[[ The input, beginning ]]
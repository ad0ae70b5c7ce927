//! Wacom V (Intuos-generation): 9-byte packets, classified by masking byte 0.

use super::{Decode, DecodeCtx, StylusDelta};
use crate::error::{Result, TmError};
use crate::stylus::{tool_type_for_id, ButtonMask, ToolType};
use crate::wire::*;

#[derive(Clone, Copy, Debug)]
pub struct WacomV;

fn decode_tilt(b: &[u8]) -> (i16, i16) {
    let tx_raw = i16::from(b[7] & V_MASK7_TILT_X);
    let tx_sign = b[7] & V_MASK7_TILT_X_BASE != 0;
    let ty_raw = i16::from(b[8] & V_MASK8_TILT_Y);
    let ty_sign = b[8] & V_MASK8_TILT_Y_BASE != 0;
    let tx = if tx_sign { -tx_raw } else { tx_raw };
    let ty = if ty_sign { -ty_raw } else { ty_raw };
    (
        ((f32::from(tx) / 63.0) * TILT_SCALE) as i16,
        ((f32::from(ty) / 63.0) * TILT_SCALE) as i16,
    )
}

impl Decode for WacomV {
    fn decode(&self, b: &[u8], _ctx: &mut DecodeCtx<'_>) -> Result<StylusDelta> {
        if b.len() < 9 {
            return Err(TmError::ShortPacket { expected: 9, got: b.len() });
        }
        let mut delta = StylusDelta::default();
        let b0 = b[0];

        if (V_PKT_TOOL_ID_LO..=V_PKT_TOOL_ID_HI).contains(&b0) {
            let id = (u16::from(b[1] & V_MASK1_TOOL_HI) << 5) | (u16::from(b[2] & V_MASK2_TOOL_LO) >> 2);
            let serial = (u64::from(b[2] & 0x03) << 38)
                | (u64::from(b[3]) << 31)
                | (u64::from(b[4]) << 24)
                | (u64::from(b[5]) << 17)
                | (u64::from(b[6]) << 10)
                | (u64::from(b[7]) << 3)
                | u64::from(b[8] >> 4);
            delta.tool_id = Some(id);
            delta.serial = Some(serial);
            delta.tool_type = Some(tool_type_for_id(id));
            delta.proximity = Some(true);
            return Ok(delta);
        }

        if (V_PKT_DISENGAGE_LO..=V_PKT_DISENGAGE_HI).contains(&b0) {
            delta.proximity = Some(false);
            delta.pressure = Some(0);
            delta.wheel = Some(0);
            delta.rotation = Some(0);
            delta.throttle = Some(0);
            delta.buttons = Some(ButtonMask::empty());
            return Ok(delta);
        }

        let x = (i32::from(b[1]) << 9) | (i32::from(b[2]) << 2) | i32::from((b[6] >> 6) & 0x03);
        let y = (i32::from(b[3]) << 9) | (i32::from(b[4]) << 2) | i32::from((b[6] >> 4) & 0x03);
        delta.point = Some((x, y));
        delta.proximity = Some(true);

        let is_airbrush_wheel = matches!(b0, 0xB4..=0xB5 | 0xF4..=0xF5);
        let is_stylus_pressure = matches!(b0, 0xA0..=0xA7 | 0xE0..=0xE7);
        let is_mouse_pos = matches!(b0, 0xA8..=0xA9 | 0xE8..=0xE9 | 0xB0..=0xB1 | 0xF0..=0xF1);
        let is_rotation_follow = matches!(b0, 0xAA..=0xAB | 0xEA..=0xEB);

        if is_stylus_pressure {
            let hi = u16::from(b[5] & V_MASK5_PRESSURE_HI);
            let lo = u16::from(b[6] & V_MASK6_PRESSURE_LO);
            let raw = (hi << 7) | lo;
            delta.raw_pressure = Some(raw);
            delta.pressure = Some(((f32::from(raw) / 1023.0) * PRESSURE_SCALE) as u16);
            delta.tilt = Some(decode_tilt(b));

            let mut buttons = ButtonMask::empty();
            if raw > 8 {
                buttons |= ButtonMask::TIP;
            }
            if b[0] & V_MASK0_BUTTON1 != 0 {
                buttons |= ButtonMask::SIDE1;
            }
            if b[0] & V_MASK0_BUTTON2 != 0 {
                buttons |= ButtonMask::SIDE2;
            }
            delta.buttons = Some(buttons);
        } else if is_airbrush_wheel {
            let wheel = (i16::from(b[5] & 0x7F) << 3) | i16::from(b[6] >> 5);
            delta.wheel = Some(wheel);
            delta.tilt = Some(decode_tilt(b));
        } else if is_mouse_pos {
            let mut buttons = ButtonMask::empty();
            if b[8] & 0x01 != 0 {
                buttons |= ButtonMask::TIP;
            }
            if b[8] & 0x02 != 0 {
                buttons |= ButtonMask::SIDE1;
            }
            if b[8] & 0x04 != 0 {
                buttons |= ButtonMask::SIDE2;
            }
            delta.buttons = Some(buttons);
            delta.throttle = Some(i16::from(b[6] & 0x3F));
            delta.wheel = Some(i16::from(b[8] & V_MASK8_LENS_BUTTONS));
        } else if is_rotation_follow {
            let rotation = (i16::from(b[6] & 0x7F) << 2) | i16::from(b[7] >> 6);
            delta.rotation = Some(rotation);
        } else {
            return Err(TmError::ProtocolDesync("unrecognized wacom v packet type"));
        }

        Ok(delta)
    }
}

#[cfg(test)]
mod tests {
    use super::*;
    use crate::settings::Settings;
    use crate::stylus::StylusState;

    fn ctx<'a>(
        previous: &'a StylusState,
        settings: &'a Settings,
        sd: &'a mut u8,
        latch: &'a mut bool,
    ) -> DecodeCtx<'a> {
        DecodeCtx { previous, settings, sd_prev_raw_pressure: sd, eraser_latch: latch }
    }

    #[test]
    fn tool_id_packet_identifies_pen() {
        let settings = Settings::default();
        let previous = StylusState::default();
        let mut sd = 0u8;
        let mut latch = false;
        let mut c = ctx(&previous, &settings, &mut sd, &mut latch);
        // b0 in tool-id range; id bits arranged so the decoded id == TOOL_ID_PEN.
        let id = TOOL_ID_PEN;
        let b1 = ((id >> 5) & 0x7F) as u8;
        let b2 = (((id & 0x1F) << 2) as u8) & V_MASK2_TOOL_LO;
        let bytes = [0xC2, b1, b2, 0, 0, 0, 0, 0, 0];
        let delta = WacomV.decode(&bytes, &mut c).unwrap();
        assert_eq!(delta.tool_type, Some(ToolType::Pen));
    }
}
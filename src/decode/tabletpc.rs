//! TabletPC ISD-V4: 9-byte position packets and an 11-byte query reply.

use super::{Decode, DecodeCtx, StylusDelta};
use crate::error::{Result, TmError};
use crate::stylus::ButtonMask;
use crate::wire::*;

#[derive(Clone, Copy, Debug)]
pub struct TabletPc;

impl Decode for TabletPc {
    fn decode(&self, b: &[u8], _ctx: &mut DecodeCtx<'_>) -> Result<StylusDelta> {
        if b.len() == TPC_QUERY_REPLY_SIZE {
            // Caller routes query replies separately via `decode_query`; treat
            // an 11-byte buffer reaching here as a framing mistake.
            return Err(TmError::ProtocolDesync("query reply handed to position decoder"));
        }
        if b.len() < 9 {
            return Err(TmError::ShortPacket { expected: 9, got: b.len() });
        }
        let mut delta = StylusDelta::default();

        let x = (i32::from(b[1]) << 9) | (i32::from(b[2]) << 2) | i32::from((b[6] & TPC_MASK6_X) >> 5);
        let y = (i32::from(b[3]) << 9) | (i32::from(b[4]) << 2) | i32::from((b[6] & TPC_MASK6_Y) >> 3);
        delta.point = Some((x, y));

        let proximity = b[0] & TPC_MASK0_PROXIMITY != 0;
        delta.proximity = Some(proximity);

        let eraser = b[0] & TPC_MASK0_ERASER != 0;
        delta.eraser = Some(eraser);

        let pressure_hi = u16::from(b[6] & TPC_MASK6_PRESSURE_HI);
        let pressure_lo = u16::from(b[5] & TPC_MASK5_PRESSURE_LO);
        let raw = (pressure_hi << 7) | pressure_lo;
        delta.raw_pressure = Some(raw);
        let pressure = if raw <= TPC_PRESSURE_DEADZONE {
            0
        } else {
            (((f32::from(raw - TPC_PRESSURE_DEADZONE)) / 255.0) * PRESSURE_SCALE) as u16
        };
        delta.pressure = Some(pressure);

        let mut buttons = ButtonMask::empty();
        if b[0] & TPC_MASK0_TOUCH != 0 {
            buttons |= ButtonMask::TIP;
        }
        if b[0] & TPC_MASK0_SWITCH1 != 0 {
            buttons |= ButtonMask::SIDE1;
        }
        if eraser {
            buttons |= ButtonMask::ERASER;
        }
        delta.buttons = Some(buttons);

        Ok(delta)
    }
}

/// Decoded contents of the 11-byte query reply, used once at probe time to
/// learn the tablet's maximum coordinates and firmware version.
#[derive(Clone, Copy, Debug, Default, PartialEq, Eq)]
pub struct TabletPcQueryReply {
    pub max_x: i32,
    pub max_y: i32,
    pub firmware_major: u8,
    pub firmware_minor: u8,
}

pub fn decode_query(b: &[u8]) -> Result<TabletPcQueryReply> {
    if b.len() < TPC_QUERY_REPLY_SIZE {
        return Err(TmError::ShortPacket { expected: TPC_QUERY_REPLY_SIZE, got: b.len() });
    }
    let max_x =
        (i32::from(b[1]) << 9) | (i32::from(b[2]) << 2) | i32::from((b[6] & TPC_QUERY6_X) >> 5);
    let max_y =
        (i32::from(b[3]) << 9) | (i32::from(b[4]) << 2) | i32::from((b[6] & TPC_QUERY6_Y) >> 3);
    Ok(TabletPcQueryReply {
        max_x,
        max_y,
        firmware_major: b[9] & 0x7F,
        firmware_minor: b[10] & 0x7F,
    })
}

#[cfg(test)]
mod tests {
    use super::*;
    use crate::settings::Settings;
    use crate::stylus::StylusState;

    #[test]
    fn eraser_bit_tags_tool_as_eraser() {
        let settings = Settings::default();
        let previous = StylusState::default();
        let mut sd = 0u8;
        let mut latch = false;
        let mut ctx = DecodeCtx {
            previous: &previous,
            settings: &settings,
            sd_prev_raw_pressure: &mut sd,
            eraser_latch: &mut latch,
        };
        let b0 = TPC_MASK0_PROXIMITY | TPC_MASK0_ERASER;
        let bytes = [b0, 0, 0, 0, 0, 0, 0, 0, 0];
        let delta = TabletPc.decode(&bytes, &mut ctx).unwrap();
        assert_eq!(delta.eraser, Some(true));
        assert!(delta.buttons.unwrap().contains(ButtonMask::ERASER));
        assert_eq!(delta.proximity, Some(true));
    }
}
[[ The input, end ]]
◆ **To do**:
Please tally how many lines in the listing above contain the word "bytes", and answer with the figure alone.

◆ **Your solution**:
4